Stored data:
________________________________________
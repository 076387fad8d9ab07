//! `tunnelward` Daemon
//!
//! Runs one supervised reverse tunnel built from the settings hierarchy and
//! command-line overrides, and logs its lifecycle until interrupted.

use std::path::PathBuf;

use clap::Parser;
use tokio::sync::broadcast;
use tracing::{debug, error, info, warn};

use tunnelward_core::config::load_config;
use tunnelward_core::tracing_init::{filter_for, init_tracing};
use tunnelward_core::{Config, Protocol};
use tunnelward_daemon::{TunnelEvent, TunnelSupervisor, settings};

#[derive(Parser, Debug)]
#[command(name = "tunnelward")]
#[command(version, about = "tunnelward - reverse tunnel client supervisor")]
struct Args {
    /// Settings file layered over the global settings
    #[arg(long, env = "TUNNELWARD_CONFIG")]
    config: Option<PathBuf>,

    /// Directory holding the bundled `client_<os>_<arch>` binaries
    #[arg(long, env = "TUNNELWARD_BIN_DIR")]
    bin_dir: Option<PathBuf>,

    /// Local address of the service to expose
    #[arg(long)]
    local_host: Option<String>,

    /// Local port of the service to expose
    #[arg(long)]
    local_port: Option<u16>,

    /// Relay server host
    #[arg(long, env = "TUNNELWARD_SERVER_ADDR")]
    server_addr: Option<String>,

    /// Relay server control port
    #[arg(long, env = "TUNNELWARD_SERVER_PORT")]
    server_port: Option<u16>,

    /// Proxy name registered with the relay
    #[arg(long, env = "TUNNELWARD_PROXY_NAME")]
    proxy_name: Option<String>,

    /// Requested public subdomain
    #[arg(long)]
    subdomain: Option<String>,

    /// Wire protocol between client and relay (tcp, kcp, quic, websocket)
    #[arg(long)]
    protocol: Option<Protocol>,

    /// Log level filter for the daemon (e.g. "info", "debug", "warn").
    #[arg(long, env = "TUNNELWARD_LOG_LEVEL")]
    log_level: Option<String>,

    /// Output logs as JSON (for structured log aggregation).
    #[arg(long, env = "TUNNELWARD_LOG_JSON")]
    log_json: bool,

    /// Seconds to wait for the client to exit after SIGTERM before killing it.
    #[arg(long, env = "TUNNELWARD_TERMINATE_TIMEOUT")]
    terminate_timeout: Option<u64>,
}

impl Args {
    /// Layer command-line values over the loaded settings.
    fn apply(self, config: &mut Config) {
        let tunnel = &mut config.tunnel;
        if let Some(dir) = self.bin_dir {
            config.binary.dir = Some(dir);
        }
        if let Some(host) = self.local_host {
            tunnel.local_host = host;
        }
        if let Some(port) = self.local_port {
            tunnel.local_port = port;
        }
        if let Some(addr) = self.server_addr {
            tunnel.server_addr = addr;
        }
        if let Some(port) = self.server_port {
            tunnel.server_port = port;
        }
        if let Some(name) = self.proxy_name {
            tunnel.proxy_name = name;
        }
        if self.subdomain.is_some() {
            tunnel.subdomain = self.subdomain;
        }
        if let Some(protocol) = self.protocol {
            tunnel.protocol = protocol;
        }
        if let Some(level) = self.log_level {
            config.daemon.log_level = level;
        }
        if self.log_json {
            config.daemon.log_json = true;
        }
        if let Some(secs) = self.terminate_timeout {
            config.daemon.terminate_timeout_secs = secs;
        }
    }
}

#[tokio::main]
async fn main() -> anyhow::Result<()> {
    let mut args = Args::parse();
    let explicit = args.config.take();
    let mut config = load_config(explicit.as_deref())?;
    args.apply(&mut config);

    init_tracing(
        &filter_for("tunnelward_daemon", &config.daemon.log_level),
        config.daemon.log_json,
    );

    info!(
        version = env!("CARGO_PKG_VERSION"),
        server = %config.tunnel.server_endpoint(),
        local = %config.tunnel.local_endpoint(),
        proxy = %config.tunnel.proxy_name,
        relays = config.failover.relays.len(),
        "Starting tunnelward"
    );

    let supervisor = TunnelSupervisor::new(settings::supervisor_options(&config)?);
    let events = tokio::spawn(log_events(supervisor.subscribe()));

    let status = supervisor.start(config.tunnel.clone()).await?;
    info!(phase = %status.phase, "Tunnel supervisor running");

    #[cfg(unix)]
    let mut sigterm = tokio::signal::unix::signal(tokio::signal::unix::SignalKind::terminate())?;
    #[cfg(unix)]
    let sigterm_future = sigterm.recv();
    #[cfg(not(unix))]
    let sigterm_future = std::future::pending::<Option<()>>();

    tokio::select! {
        _ = tokio::signal::ctrl_c() => {
            info!("Received Ctrl+C shutdown signal");
        }
        _ = sigterm_future => {
            info!("Received SIGTERM shutdown signal");
        }
    }

    let status = supervisor.stop().await;
    drop(supervisor);
    events.abort();
    info!(phase = %status.phase, "tunnelward stopped");
    Ok(())
}

async fn log_events(mut rx: broadcast::Receiver<TunnelEvent>) {
    loop {
        match rx.recv().await {
            Ok(TunnelEvent::UrlDetected(url)) => {
                info!(url = %url.url, run_id = url.run_id, "Tunnel URL available");
            }
            Ok(TunnelEvent::ReconnectionAttempted(attempt)) => {
                info!(
                    seq = attempt.seq,
                    delay_ms = u64::try_from(attempt.delay.as_millis()).unwrap_or(u64::MAX),
                    class = ?attempt.classification,
                    outcome = ?attempt.outcome,
                    "Reconnection attempt"
                );
            }
            Ok(TunnelEvent::RelayChanged(relay)) => {
                warn!(relay = %relay, "Switched relay server");
            }
            Ok(TunnelEvent::RecoveryFailed { reason }) => {
                error!(reason = %reason, "Automatic recovery gave up");
            }
            Ok(event) => debug!(kind = event.kind(), "Tunnel event"),
            Err(broadcast::error::RecvError::Lagged(n)) => {
                warn!(skipped = n, "Event log lagged behind");
            }
            Err(broadcast::error::RecvError::Closed) => break,
        }
    }
}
________________________________________
Brief: Each entry must be reproduced verbatim.

Response area:
repository 076387fad8d9ab07
//! `tunnelward` Daemon
//!
//! Runs one supervised reverse tunnel built from the settings hierarchy and
//! command-line overrides, and logs its lifecycle until interrupted.

use std::path::PathBuf;

use clap::Parser;
use tokio::sync::broadcast;
use tracing::{debug, error, info, warn};

use tunnelward_core::config::load_config;
use tunnelward_core::tracing_init::{filter_for, init_tracing};
use tunnelward_core::{Config, Protocol};
use tunnelward_daemon::{TunnelEvent, TunnelSupervisor, settings};

#[derive(Parser, Debug)]
#[command(name = "tunnelward")]
#[command(version, about = "tunnelward - reverse tunnel client supervisor")]
struct Args {
    /// Settings file layered over the global settings
    #[arg(long, env = "TUNNELWARD_CONFIG")]
    config: Option<PathBuf>,

    /// Directory holding the bundled `client_<os>_<arch>` binaries
    #[arg(long, env = "TUNNELWARD_BIN_DIR")]
    bin_dir: Option<PathBuf>,

    /// Local address of the service to expose
    #[arg(long)]
    local_host: Option<String>,

    /// Local port of the service to expose
    #[arg(long)]
    local_port: Option<u16>,

    /// Relay server host
    #[arg(long, env = "TUNNELWARD_SERVER_ADDR")]
    server_addr: Option<String>,

    /// Relay server control port
    #[arg(long, env = "TUNNELWARD_SERVER_PORT")]
    server_port: Option<u16>,

    /// Proxy name registered with the relay
    #[arg(long, env = "TUNNELWARD_PROXY_NAME")]
    proxy_name: Option<String>,

    /// Requested public subdomain
    #[arg(long)]
    subdomain: Option<String>,

    /// Wire protocol between client and relay (tcp, kcp, quic, websocket)
    #[arg(long)]
    protocol: Option<Protocol>,

    /// Log level filter for the daemon (e.g. "info", "debug", "warn").
    #[arg(long, env = "TUNNELWARD_LOG_LEVEL")]
    log_level: Option<String>,

    /// Output logs as JSON (for structured log aggregation).
    #[arg(long, env = "TUNNELWARD_LOG_JSON")]
    log_json: bool,

    /// Seconds to wait for the client to exit after SIGTERM before killing it.
    #[arg(long, env = "TUNNELWARD_TERMINATE_TIMEOUT")]
    terminate_timeout: Option<u64>,
}

impl Args {
    /// Layer command-line values over the loaded settings.
    fn apply(self, config: &mut Config) {
        let tunnel = &mut config.tunnel;
        if let Some(dir) = self.bin_dir {
            config.binary.dir = Some(dir);
        }
        if let Some(host) = self.local_host {
            tunnel.local_host = host;
        }
        if let Some(port) = self.local_port {
            tunnel.local_port = port;
        }
        if let Some(addr) = self.server_addr {
            tunnel.server_addr = addr;
        }
        if let Some(port) = self.server_port {
            tunnel.server_port = port;
        }
        if let Some(name) = self.proxy_name {
            tunnel.proxy_name = name;
        }
        if self.subdomain.is_some() {
            tunnel.subdomain = self.subdomain;
        }
        if let Some(protocol) = self.protocol {
            tunnel.protocol = protocol;
        }
        if let Some(level) = self.log_level {
            config.daemon.log_level = level;
        }
        if self.log_json {
            config.daemon.log_json = true;
        }
        if let Some(secs) = self.terminate_timeout {
            config.daemon.terminate_timeout_secs = secs;
        }
    }
}

#[tokio::main]
async fn main() -> anyhow::Result<()> {
    let mut args = Args::parse();
    let explicit = args.config.take();
    let mut config = load_config(explicit.as_deref())?;
    args.apply(&mut config);

    init_tracing(
        &filter_for("tunnelward_daemon", &config.daemon.log_level),
        config.daemon.log_json,
    );

    info!(
        version = env!("CARGO_PKG_VERSION"),
        server = %config.tunnel.server_endpoint(),
        local = %config.tunnel.local_endpoint(),
        proxy = %config.tunnel.proxy_name,
        relays = config.failover.relays.len(),
        "Starting tunnelward"
    );

    let supervisor = TunnelSupervisor::new(settings::supervisor_options(&config)?);
    let events = tokio::spawn(log_events(supervisor.subscribe()));

    let status = supervisor.start(config.tunnel.clone()).await?;
    info!(phase = %status.phase, "Tunnel supervisor running");

    #[cfg(unix)]
    let mut sigterm = tokio::signal::unix::signal(tokio::signal::unix::SignalKind::terminate())?;
    #[cfg(unix)]
    let sigterm_future = sigterm.recv();
    #[cfg(not(unix))]
    let sigterm_future = std::future::pending::<Option<()>>();

    tokio::select! {
        _ = tokio::signal::ctrl_c() => {
            info!("Received Ctrl+C shutdown signal");
        }
        _ = sigterm_future => {
            info!("Received SIGTERM shutdown signal");
        }
    }

    let status = supervisor.stop().await;
    drop(supervisor);
    events.abort();
    info!(phase = %status.phase, "tunnelward stopped");
    Ok(())
}

async fn log_events(mut rx: broadcast::Receiver<TunnelEvent>) {
    loop {
        match rx.recv().await {
            Ok(TunnelEvent::UrlDetected(url)) => {
                info!(url = %url.url, run_id = url.run_id, "Tunnel URL available");
            }
            Ok(TunnelEvent::ReconnectionAttempted(attempt)) => {
                info!(
                    seq = attempt.seq,
                    delay_ms = u64::try_from(attempt.delay.as_millis()).unwrap_or(u64::MAX),
                    class = ?attempt.classification,
                    outcome = ?attempt.outcome,
                    "Reconnection attempt"
                );
            }
            Ok(TunnelEvent::RelayChanged(relay)) => {
                warn!(relay = %relay, "Switched relay server");
            }
            Ok(TunnelEvent::RecoveryFailed { reason }) => {
                error!(reason = %reason, "Automatic recovery gave up");
            }
            Ok(event) => debug!(kind = event.kind(), "Tunnel event"),
            Err(broadcast::error::RecvError::Lagged(n)) => {
                warn!(skipped = n, "Event log lagged behind");
            }
            Err(broadcast::error::RecvError::Closed) => break,
        }
    }
}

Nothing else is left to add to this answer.